**WHAT TO DO**
Your job is to copy every line in the material containing the word "argv".
----- GIVEN INFORMATION
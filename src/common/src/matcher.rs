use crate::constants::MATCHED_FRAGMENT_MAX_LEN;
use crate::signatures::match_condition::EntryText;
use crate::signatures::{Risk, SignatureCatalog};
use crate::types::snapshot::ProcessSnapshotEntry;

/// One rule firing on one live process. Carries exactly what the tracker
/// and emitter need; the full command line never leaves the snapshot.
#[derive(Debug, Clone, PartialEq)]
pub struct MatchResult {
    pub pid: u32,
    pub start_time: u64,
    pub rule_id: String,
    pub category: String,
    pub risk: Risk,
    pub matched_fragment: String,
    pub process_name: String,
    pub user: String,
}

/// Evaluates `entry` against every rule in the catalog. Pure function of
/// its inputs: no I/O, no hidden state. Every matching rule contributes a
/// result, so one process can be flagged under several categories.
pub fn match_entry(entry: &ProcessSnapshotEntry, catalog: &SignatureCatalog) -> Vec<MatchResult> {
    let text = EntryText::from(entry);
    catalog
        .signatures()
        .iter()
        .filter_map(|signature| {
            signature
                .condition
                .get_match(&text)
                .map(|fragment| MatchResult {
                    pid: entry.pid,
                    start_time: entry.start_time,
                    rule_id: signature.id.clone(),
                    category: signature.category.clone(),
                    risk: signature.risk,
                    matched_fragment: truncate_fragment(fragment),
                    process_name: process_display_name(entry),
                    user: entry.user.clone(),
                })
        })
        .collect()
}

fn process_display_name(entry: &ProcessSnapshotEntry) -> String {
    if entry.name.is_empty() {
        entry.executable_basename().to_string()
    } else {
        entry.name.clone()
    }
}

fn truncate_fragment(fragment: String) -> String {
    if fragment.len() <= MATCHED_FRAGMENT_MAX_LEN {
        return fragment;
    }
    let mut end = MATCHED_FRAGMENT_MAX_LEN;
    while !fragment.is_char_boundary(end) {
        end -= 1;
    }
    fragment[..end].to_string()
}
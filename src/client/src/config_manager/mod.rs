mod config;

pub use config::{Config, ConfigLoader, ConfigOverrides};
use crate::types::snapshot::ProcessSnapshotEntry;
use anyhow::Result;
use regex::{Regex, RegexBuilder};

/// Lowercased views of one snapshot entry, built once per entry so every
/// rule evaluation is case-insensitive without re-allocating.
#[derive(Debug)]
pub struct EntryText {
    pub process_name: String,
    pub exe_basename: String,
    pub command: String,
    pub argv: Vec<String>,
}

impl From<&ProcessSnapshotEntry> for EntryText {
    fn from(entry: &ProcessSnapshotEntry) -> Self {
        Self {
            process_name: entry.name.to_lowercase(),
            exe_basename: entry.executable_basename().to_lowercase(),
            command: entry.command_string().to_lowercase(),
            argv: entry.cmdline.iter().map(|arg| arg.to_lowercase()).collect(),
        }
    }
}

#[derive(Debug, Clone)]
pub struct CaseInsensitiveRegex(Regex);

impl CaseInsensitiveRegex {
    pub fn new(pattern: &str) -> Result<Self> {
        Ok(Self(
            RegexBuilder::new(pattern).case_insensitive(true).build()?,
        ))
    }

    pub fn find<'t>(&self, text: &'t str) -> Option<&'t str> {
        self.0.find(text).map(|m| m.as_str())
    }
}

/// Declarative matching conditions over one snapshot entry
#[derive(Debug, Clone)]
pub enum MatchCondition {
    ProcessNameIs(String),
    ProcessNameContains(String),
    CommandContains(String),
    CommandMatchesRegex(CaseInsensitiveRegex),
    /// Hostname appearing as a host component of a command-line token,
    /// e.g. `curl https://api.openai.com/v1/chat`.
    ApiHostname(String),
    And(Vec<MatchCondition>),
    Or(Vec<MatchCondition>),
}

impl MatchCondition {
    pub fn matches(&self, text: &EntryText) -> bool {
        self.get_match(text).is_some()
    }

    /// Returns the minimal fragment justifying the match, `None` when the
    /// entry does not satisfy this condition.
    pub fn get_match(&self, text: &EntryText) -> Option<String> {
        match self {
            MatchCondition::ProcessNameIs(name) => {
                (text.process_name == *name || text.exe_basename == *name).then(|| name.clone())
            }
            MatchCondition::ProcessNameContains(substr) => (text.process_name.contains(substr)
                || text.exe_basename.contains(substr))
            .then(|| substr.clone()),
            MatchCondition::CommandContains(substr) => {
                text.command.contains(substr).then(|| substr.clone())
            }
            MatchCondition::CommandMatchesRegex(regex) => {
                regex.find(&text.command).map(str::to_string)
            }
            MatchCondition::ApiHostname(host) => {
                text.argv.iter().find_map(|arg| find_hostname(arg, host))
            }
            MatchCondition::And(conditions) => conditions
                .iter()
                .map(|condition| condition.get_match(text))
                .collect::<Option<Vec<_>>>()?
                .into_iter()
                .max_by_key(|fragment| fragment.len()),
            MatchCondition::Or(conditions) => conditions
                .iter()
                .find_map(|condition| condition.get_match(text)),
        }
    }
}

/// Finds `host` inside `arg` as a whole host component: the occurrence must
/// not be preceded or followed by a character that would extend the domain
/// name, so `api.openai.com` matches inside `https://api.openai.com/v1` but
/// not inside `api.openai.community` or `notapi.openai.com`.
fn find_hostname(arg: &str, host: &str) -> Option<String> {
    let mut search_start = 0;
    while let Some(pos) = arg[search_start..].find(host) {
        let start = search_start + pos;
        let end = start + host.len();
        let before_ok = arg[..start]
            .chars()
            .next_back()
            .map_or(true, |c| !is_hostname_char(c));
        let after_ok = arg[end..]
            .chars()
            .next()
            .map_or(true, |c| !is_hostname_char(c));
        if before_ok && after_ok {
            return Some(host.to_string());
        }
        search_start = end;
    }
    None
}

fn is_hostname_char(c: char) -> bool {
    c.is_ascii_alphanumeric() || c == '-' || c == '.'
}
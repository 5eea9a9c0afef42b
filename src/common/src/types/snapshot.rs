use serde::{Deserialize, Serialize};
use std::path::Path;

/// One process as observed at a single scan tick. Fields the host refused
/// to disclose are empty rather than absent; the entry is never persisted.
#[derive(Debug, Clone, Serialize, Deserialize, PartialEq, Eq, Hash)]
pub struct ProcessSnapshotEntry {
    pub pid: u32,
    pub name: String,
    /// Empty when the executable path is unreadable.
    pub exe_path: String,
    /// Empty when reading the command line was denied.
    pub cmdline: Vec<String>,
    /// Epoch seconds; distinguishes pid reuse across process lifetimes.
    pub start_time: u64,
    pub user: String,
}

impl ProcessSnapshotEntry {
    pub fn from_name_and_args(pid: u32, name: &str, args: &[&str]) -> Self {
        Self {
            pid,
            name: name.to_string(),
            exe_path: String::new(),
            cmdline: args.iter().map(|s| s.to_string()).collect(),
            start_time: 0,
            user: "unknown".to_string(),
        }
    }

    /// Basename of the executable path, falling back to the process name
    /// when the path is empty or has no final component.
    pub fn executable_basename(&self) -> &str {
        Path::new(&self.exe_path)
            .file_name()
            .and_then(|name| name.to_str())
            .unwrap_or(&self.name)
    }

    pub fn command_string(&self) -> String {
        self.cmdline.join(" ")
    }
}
----------
**ANSWER SECTION**
    pub argv: Vec<String>,
            argv: entry.cmdline.iter().map(|arg| arg.to_lowercase()).collect(),
                text.argv.iter().find_map(|arg| find_hostname(arg, host))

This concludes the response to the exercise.